Collected data:
+ + + + + + +

//! Integration tests for the post lifecycle
//!
//! Drives `SocialElfService` end to end against the in-memory provider.

use std::sync::Arc;

use chrono::{Duration, TimeZone, Utc};
use libsocialelf::config::{Config, ConnectionConfig};
use libsocialelf::error::ProviderError;
use libsocialelf::platforms::{InstagramOptions, PlatformOptions, TwitterOptions};
use libsocialelf::provider::mock::{MockOperation, MockProvider};
use libsocialelf::provider::ProviderCall;
use libsocialelf::service::events::Event;
use libsocialelf::types::{MediaItem, PostStatus};
use libsocialelf::{Platform, PostDraft, PostFilter, PostPatch, Profile, SocialElfError, SocialElfService};
use tempfile::TempDir;

fn setup(mock: &MockProvider) -> (SocialElfService, TempDir) {
    let temp_dir = TempDir::new().unwrap();
    let config = Config {
        connection: ConnectionConfig {
            state_file: Some(temp_dir.path().join("flows.json").display().to_string()),
            ..ConnectionConfig::default()
        },
        profiles: vec![Profile::new("main", "prof_1").with_timezone("America/New_York")],
        ..Config::default()
    };

    let service = SocialElfService::with_provider(config, Arc::new(mock.clone())).unwrap();
    (service, temp_dir)
}

fn connected() -> MockProvider {
    MockProvider::new()
        .with_account("prof_1", Platform::Twitter, "acc_tw")
        .with_account("prof_1", Platform::Instagram, "acc_ig")
        .with_account("prof_1", Platform::Linkedin, "acc_li")
}

#[tokio::test]
async fn test_scheduled_post_reaches_provider_in_one_write() {
    let mock = connected();
    let (service, _temp_dir) = setup(&mock);
    let mut events = service.subscribe();
    let at = Utc.with_ymd_and_hms(2030, 1, 15, 14, 0, 0).unwrap();

    let draft = PostDraft::new("Big news")
        .with_platform(PlatformOptions::bare(Platform::Twitter))
        .with_platform(PlatformOptions::bare(Platform::Linkedin))
        .with_tags(["launch"])
        .scheduled_at(at);
    let post = service.create_post("main", draft).await.unwrap();

    assert_eq!(post.status, PostStatus::Scheduled);
    assert_eq!(post.scheduled_for, Some(at));
    assert_eq!(post.timezone.as_deref(), Some("America/New_York"));
    assert_eq!(mock.count(|c| *c == ProviderCall::CreatePost), 1);

    let payload = &mock.payloads()[0];
    let accounts: Vec<&str> = payload.platforms.iter().map(|t| t.account_id.as_str()).collect();
    assert_eq!(accounts, vec!["acc_tw", "acc_li"]);
    assert!(!payload.publish_now);
    assert!(!payload.is_draft);

    match events.recv().await.unwrap() {
        Event::PostCreated { post_id, status, platforms } => {
            assert_eq!(post_id, post.id);
            assert_eq!(status, PostStatus::Scheduled);
            assert_eq!(platforms, vec![Platform::Twitter, Platform::Linkedin]);
        }
        other => panic!("unexpected event {:?}", other),
    }
}

#[tokio::test]
async fn test_missing_account_blocks_whole_post() {
    let mock = MockProvider::new().with_account("prof_1", Platform::Twitter, "acc_tw");
    let (service, _temp_dir) = setup(&mock);

    let draft = PostDraft::new("Hello")
        .with_platform(PlatformOptions::bare(Platform::Twitter))
        .with_platform(PlatformOptions::bare(Platform::Facebook))
        .now();
    let err = service.create_post("main", draft).await.unwrap_err();

    assert!(matches!(
        err,
        SocialElfError::AccountNotConnected { platform: Platform::Facebook }
    ));
    assert!(mock.write_calls().is_empty());
    assert_eq!(mock.post_count(), 0);
}

#[tokio::test]
async fn test_rejected_platform_options_name_only_that_platform() {
    let mock = connected();
    let (service, _temp_dir) = setup(&mock);

    let draft = PostDraft::new("Thread time")
        .with_platform(PlatformOptions::Twitter(TwitterOptions {
            thread: Some(vec!["Thread time".to_string(), "   ".to_string()]),
        }))
        .with_platform(PlatformOptions::bare(Platform::Linkedin))
        .as_draft();
    let err = service.create_post("main", draft).await.unwrap_err();

    match err {
        SocialElfError::PlatformValidation(issues) => {
            assert_eq!(issues.len(), 1);
            assert_eq!(issues[0].platform, Platform::Twitter);
        }
        other => panic!("unexpected error {:?}", other),
    }
    assert!(mock.calls().is_empty());
}

#[tokio::test]
async fn test_instagram_carousel_shaping() {
    let mock = connected();
    let (service, _temp_dir) = setup(&mock);

    let draft = PostDraft::new("Gallery")
        .with_platform(PlatformOptions::Instagram(InstagramOptions::default()))
        .with_media(MediaItem::image("https://cdn.example.com/1.jpg"))
        .with_media(MediaItem::image("https://cdn.example.com/2.jpg"))
        .as_draft();
    let post = service.create_post("main", draft).await.unwrap();

    let target = post.target(Platform::Instagram).unwrap();
    assert_eq!(target.account_id, "acc_ig");
    assert_eq!(target.platform_specific_data["contentType"], "carousel");
    assert_eq!(post.status, PostStatus::Draft);
}

#[tokio::test]
async fn test_edit_keeps_fields_the_patch_leaves_alone() {
    let mock = connected();
    let (service, _temp_dir) = setup(&mock);
    let at = Utc::now() + Duration::days(3);

    let post = service
        .create_post(
            "main",
            PostDraft::new("First version")
                .with_platform(PlatformOptions::bare(Platform::Linkedin))
                .with_tags(["a", "b"])
                .scheduled_at(at),
        )
        .await
        .unwrap();

    let patch = PostPatch {
        content: Some("Second version".to_string()),
        ..PostPatch::default()
    };
    let updated = service.update_post("main", &post.id, patch).await.unwrap();

    assert_eq!(updated.content, "Second version");
    assert_eq!(updated.scheduled_for, post.scheduled_for);
    assert_eq!(updated.tags, vec!["a".to_string(), "b".to_string()]);
    assert_eq!(updated.platforms[0].account_id, "acc_li");

    let calls = mock.calls();
    let get = calls
        .iter()
        .position(|c| *c == ProviderCall::GetPost(post.id.clone()))
        .unwrap();
    let put = calls
        .iter()
        .position(|c| *c == ProviderCall::ReplacePost(post.id.clone()))
        .unwrap();
    assert!(get < put, "current record must be read before the replace");
}

#[tokio::test]
async fn test_publishing_post_is_locked_for_edits_but_deletable() {
    let mock = connected();
    let (service, _temp_dir) = setup(&mock);

    let post = service
        .create_post(
            "main",
            PostDraft::new("Going out")
                .with_platform(PlatformOptions::bare(Platform::Twitter))
                .scheduled_at(Utc::now() + Duration::hours(1)),
        )
        .await
        .unwrap();
    mock.set_status(&post.id, PostStatus::Publishing);

    let err = service
        .reschedule_post("main", &post.id, Utc::now() + Duration::hours(5))
        .await
        .unwrap_err();
    assert!(matches!(err, SocialElfError::PostLocked { .. }));
    assert_eq!(mock.count(|c| matches!(c, ProviderCall::ReplacePost(_))), 0);

    let ack = service.delete_post("main", &post.id).await.unwrap();
    assert_eq!(ack.post_id, post.id);
    assert!(mock.post(&post.id).is_none());
}

#[tokio::test]
async fn test_published_post_cannot_be_deleted() {
    let mock = connected();
    let (service, _temp_dir) = setup(&mock);

    let post = service
        .create_post(
            "main",
            PostDraft::new("Done")
                .with_platform(PlatformOptions::bare(Platform::Twitter))
                .now(),
        )
        .await
        .unwrap();
    mock.set_status(&post.id, PostStatus::Published);

    let err = service.delete_post("main", &post.id).await.unwrap_err();
    assert!(matches!(err, SocialElfError::PostLocked { .. }));
    assert!(mock.post(&post.id).is_some());
}

#[tokio::test]
async fn test_provider_lock_race_is_reported_as_locked() {
    let mock = connected();
    let (service, _temp_dir) = setup(&mock);

    let post = service
        .create_post(
            "main",
            PostDraft::new("Racing")
                .with_platform(PlatformOptions::bare(Platform::Twitter))
                .scheduled_at(Utc::now() + Duration::hours(1)),
        )
        .await
        .unwrap();
    mock.fail_next(
        MockOperation::ReplacePost,
        ProviderError::Status {
            status: 400,
            message: "Published posts cannot be edited".to_string(),
            body: None,
        },
    );

    let err = service
        .reschedule_post("main", &post.id, Utc::now() + Duration::hours(2))
        .await
        .unwrap_err();
    assert!(matches!(err, SocialElfError::PostLocked { .. }));
}

#[tokio::test]
async fn test_listing_filters_by_date_range() {
    let mock = connected();
    let (service, _temp_dir) = setup(&mock);
    let base = Utc.with_ymd_and_hms(2030, 5, 1, 12, 0, 0).unwrap();

    for days in [0, 5, 10] {
        service
            .create_post(
                "main",
                PostDraft::new(format!("Day {}", days))
                    .with_platform(PlatformOptions::bare(Platform::Linkedin))
                    .scheduled_at(base + Duration::days(days)),
            )
            .await
            .unwrap();
    }
    service
        .create_post(
            "main",
            PostDraft::new("Unscheduled")
                .with_platform(PlatformOptions::bare(Platform::Linkedin))
                .as_draft(),
        )
        .await
        .unwrap();

    let filter = PostFilter {
        from: Some(base + Duration::days(1)),
        until: Some(base + Duration::days(10)),
        limit: Some(50),
        ..PostFilter::default()
    };
    let page = service.list_posts("main", &filter).await.unwrap();

    let contents: Vec<&str> = page.posts.iter().map(|p| p.content.as_str()).collect();
    assert_eq!(contents, vec!["Day 5", "Day 10"]);
}

#[tokio::test]
async fn test_upstream_timeout_is_distinguished() {
    let mock = connected();
    let (service, _temp_dir) = setup(&mock);
    mock.fail_next(
        MockOperation::GetPost,
        ProviderError::Timeout("operation timed out".to_string()),
    );

    let err = service.get_post("main", "post_0001").await.unwrap_err();
    assert!(matches!(err, SocialElfError::UpstreamTimeout(_)));
    assert_eq!(err.kind().code(), "upstream_timeout");
}

#[tokio::test]
async fn test_delete_missing_post_is_not_found() {
    let mock = connected();
    let (service, _temp_dir) = setup(&mock);

    let err = service.delete_post("main", "post_9999").await.unwrap_err();
    assert!(matches!(err, SocialElfError::NotFound(_)));
}

#[tokio::test]
async fn test_draft_scheduled_published_lifecycle() {
    let mock = connected();
    let (service, _temp_dir) = setup(&mock);

    let draft = PostDraft::new("Hello")
        .with_platform(PlatformOptions::bare(Platform::Twitter))
        .as_draft();
    let post = service.create_post("main", draft).await.unwrap();
    assert_eq!(post.status, PostStatus::Draft);
    assert!(post.scheduled_for.is_none());
    assert!(mock.payloads()[0].scheduled_for.is_none());

    let at = Utc::now() + Duration::days(3);
    let patch = PostPatch {
        scheduled_for: Some(at),
        is_draft: Some(false),
        ..PostPatch::default()
    };
    let scheduled = service.update_post("main", &post.id, patch).await.unwrap();
    assert_eq!(scheduled.status, PostStatus::Scheduled);
    assert_eq!(scheduled.scheduled_for, Some(at));

    mock.set_status(&post.id, PostStatus::Published);
    let err = service.delete_post("main", &post.id).await.unwrap_err();
    assert!(matches!(err, SocialElfError::PostLocked { .. }));
    assert_eq!(
        mock.count(|c| matches!(c, ProviderCall::DeletePost(_))),
        0
    );
}

#[tokio::test]
async fn test_created_post_reads_back_unchanged() {
    let mock = connected();
    let (service, _temp_dir) = setup(&mock);
    let at = Utc.with_ymd_and_hms(2030, 3, 10, 16, 30, 0).unwrap();

    let draft = PostDraft::new("Round trip")
        .with_platform(PlatformOptions::bare(Platform::Twitter))
        .with_platform(PlatformOptions::bare(Platform::Linkedin))
        .scheduled_at(at);
    let created = service.create_post("main", draft).await.unwrap();
    let fetched = service.get_post("main", &created.id).await.unwrap();

    assert_eq!(fetched.content, created.content);
    assert_eq!(fetched.content, "Round trip");
    assert_eq!(fetched.platforms, created.platforms);
    assert_eq!(fetched.scheduled_for, Some(at));
}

+ + + + + + +

Work to complete>
Could you find every line in the records above that contains the word "America" and copy it?

Answer to this problem>
        profiles: vec![Profile::new("main", "prof_1").with_timezone("America/New_York")],
    assert_eq!(post.timezone.as_deref(), Some("America/New_York"));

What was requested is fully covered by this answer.